3   Patrick   2017 Feb 17, 7:58am  

Medium is not a very good medium for getting people to read anything.

4   Tenpoundbass   2017 Feb 17, 8:45am  

Tolerance is a selfish ugly word. It It suggests that you and you alone allow someone or something to exist until you no longer find it politically expedient to promote and foster those views.
Then you are free to protest in the most unruly uncivil violent way, and you are then Virtual signaling, not being intolerant.

Liberals never run on "Respect for each other" It would be too successful and put them out of work. They preach the opposite of Respect for each other.
They demand respect from people they don't think have the right to exist, let alone the right to be tolerated.

5   zzyzzx   2017 Jul 25, 11:38am  

https://www.infowars.com/new-study-finds-leftists-are-far-more-intolerant-than-conservatives/

New Study Finds Leftists Are Far More Intolerant Than Conservatives
They love diversity until it comes to diversity of opinion

Nearly half (47%) of liberal Democrats say a friend’s support for Donald Trump would put a “strain” on their relationship, the poll found, while just 13% of of Republicans and Republican leaners say a friend’s support for Hillary Clinton would do the same.

The poll also found that liberal intolerance actually increases with more education.

“There is a 17-percentage-point gap between the share of Democrats with a college degree or more education (44%) and the share with no more than a high school education (27%) saying a friend voting for Trump would put a strain on the friendship,” according to Pew.

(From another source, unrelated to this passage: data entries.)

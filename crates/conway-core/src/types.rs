use std::fmt;
use std::str::FromStr;

use serde::{Deserialize, Serialize};

/// One author's contribution volume to one entity.
///
/// # Examples
///
/// ```
/// use conway_core::AuthorRevision;
///
/// let rev = AuthorRevision::new("alice", 3);
/// assert_eq!(rev.author, "alice");
/// assert_eq!(rev.revisions, 3);
/// ```
#[derive(Debug, Clone, PartialEq, Eq, Serialize, Deserialize)]
#[serde(rename_all = "camelCase")]
pub struct AuthorRevision {
    /// Author identifier.
    pub author: String,
    /// Number of revisions this author contributed to the entity.
    pub revisions: u32,
}

impl AuthorRevision {
    /// Create a revision count for `author`.
    pub fn new(author: impl Into<String>, revisions: u32) -> Self {
        Self {
            author: author.into(),
            revisions,
        }
    }
}

/// Per-entity record of which authors touched it and how much.
///
/// The order of `authors` drives pair enumeration order.
///
/// # Examples
///
/// ```
/// use conway_core::{AuthorRevision, Effort};
///
/// let effort = Effort::new(
///     "src/auth.rs",
///     vec![AuthorRevision::new("alice", 3), AuthorRevision::new("bob", 2)],
/// );
/// assert_eq!(effort.authors.len(), 2);
/// assert_eq!(effort.total_revisions(), 5);
/// ```
#[derive(Debug, Clone, PartialEq, Eq, Serialize, Deserialize)]
#[serde(rename_all = "camelCase")]
pub struct Effort {
    /// Entity identifier (file, function, ...). Only used in diagnostics.
    #[serde(default)]
    pub entity: String,
    /// Authors of the entity with their revision counts.
    pub authors: Vec<AuthorRevision>,
}

impl Effort {
    /// Create an effort record for `entity`.
    pub fn new(entity: impl Into<String>, authors: Vec<AuthorRevision>) -> Self {
        Self {
            entity: entity.into(),
            authors,
        }
    }

    /// Sum of all authors' revisions on this entity.
    pub fn total_revisions(&self) -> u64 {
        self.authors.iter().map(|a| u64::from(a.revisions)).sum()
    }
}

/// A single row of an already-parsed change log.
///
/// # Examples
///
/// ```
/// use conway_core::Change;
///
/// let change = Change::new("src/main.rs", "alice", "3f2a9c1");
/// assert_eq!(change.revision, "3f2a9c1");
/// ```
#[derive(Debug, Clone, PartialEq, Eq, Serialize, Deserialize)]
#[serde(rename_all = "camelCase")]
pub struct Change {
    /// Entity touched by the revision.
    pub entity: String,
    /// Author of the revision.
    pub author: String,
    /// Revision identifier (commit hash or similar).
    pub revision: String,
}

impl Change {
    /// Create a change row.
    pub fn new(
        entity: impl Into<String>,
        author: impl Into<String>,
        revision: impl Into<String>,
    ) -> Self {
        Self {
            entity: entity.into(),
            author: author.into(),
            revision: revision.into(),
        }
    }
}

/// Communication strength between two contributors co-authoring entities.
///
/// # Examples
///
/// ```
/// use conway_core::CommunicationRecord;
///
/// let record = CommunicationRecord {
///     author: "alice".into(),
///     peer: "bob".into(),
///     shared_count: 2,
///     average_volume: 5.0,
///     strength: 0.4,
/// };
/// assert!(record.strength < 1.0);
/// ```
#[derive(Debug, Clone, PartialEq, Serialize, Deserialize)]
#[serde(rename_all = "camelCase")]
pub struct CommunicationRecord {
    /// First author of the pair (see [`PairOrder`]).
    pub author: String,
    /// Second author of the pair.
    pub peer: String,
    /// Number of entities both authors contributed to.
    pub shared_count: u32,
    /// `ceil((total(author) + total(peer)) / 2)`.
    pub average_volume: f64,
    /// `shared_count / average_volume`, or 0 when the average is 0.
    pub strength: f64,
}

/// How the two sides of a pair are labelled in the output.
///
/// Both modes count an unordered pair under one key; only the labels differ.
///
/// # Examples
///
/// ```
/// use conway_core::PairOrder;
///
/// let order: PairOrder = "encounter".parse().unwrap();
/// assert_eq!(order, PairOrder::Encounter);
/// assert_eq!(PairOrder::default(), PairOrder::Canonical);
/// ```
#[derive(Debug, Clone, Copy, Default, PartialEq, Eq, Serialize, Deserialize)]
#[serde(rename_all = "lowercase")]
pub enum PairOrder {
    /// `author < peer` lexicographically.
    #[default]
    Canonical,
    /// Orientation of the pair's first occurrence during enumeration.
    Encounter,
}

impl fmt::Display for PairOrder {
    fn fmt(&self, f: &mut fmt::Formatter<'_>) -> fmt::Result {
        match self {
            PairOrder::Canonical => write!(f, "canonical"),
            PairOrder::Encounter => write!(f, "encounter"),
        }
    }
}

impl FromStr for PairOrder {
    type Err = String;

    fn from_str(s: &str) -> Result<Self, Self::Err> {
        match s.to_lowercase().as_str() {
            "canonical" => Ok(PairOrder::Canonical),
            "encounter" => Ok(PairOrder::Encounter),
            other => Err(format!("unknown pair order: {other}")),
        }
    }
}

/// Ordering of emitted communication records.
///
/// # Examples
///
/// ```
/// use conway_core::SortOrder;
///
/// let sort: SortOrder = "Strength".parse().unwrap();
/// assert_eq!(sort, SortOrder::Strength);
/// ```
#[derive(Debug, Clone, Copy, Default, PartialEq, Eq, Serialize, Deserialize)]
#[serde(rename_all = "lowercase")]
pub enum SortOrder {
    /// Ascending by `(author, peer)`.
    #[default]
    Pair,
    /// Descending by strength, ties broken by `(author, peer)`.
    Strength,
}

impl fmt::Display for SortOrder {
    fn fmt(&self, f: &mut fmt::Formatter<'_>) -> fmt::Result {
        match self {
            SortOrder::Pair => write!(f, "pair"),
            SortOrder::Strength => write!(f, "strength"),
        }
    }
}

impl FromStr for SortOrder {
    type Err = String;

    fn from_str(s: &str) -> Result<Self, Self::Err> {
        match s.to_lowercase().as_str() {
            "pair" => Ok(SortOrder::Pair),
            "strength" => Ok(SortOrder::Strength),
            other => Err(format!("unknown sort order: {other}")),
        }
    }
}

#[cfg(test)]
mod tests {
    use super::*;

    #[test]
    fn pair_order_from_str() {
        assert_eq!(
            "canonical".parse::<PairOrder>().unwrap(),
            PairOrder::Canonical
        );
        assert_eq!(
            "ENCOUNTER".parse::<PairOrder>().unwrap(),
            PairOrder::Encounter
        );
        assert!("alphabetical".parse::<PairOrder>().is_err());
    }

    #[test]
    fn sort_order_display() {
        assert_eq!(SortOrder::Pair.to_string(), "pair");
        assert_eq!(SortOrder::Strength.to_string(), "strength");
        assert!("volume".parse::<SortOrder>().is_err());
    }

    #[test]
    fn effort_deserializes_without_entity() {
        let json = r#"{"authors":[{"author":"alice","revisions":3}]}"#;
        let effort: Effort = serde_json::from_str(json).unwrap();
        assert!(effort.entity.is_empty());
        assert_eq!(effort.authors, vec![AuthorRevision::new("alice", 3)]);
    }

    #[test]
    fn communication_record_uses_camel_case() {
        let record = CommunicationRecord {
            author: "alice".into(),
            peer: "bob".into(),
            shared_count: 1,
            average_volume: 4.0,
            strength: 0.25,
        };
        let json = serde_json::to_value(&record).unwrap();
        assert_eq!(json["sharedCount"], 1);
        assert_eq!(json["averageVolume"], 4.0);
        assert_eq!(json["strength"], 0.25);
    }

    #[test]
    fn total_revisions_does_not_overflow_u32() {
        let effort = Effort::new(
            "big.rs",
            vec![
                AuthorRevision::new("alice", u32::MAX),
                AuthorRevision::new("bob", u32::MAX),
            ],
        );
        assert_eq!(effort.total_revisions(), 2 * u64::from(u32::MAX));
    }
}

A previous Pew study also found that more Clinton supporters (47%) had zero Trump-supporting friends, while fewer (31%) Trump supporters had zero Clinton supporting friends, suggesting that conservatives are more open to socializing with people who hold different beliefs.

The outcome of the poll will be no surprise to conservatives who have found themselves shunned, berated and abused both online and in real life over their political views.

6   Patrick   2017 Jul 25, 11:56am  

Yes, it is leftist intolerance for even politely-worded dissent which drives me toward the right.

7   RWSGFY   2017 Jul 25, 12:08pm  

There is a reason most parliaments have very strict "civility" rules.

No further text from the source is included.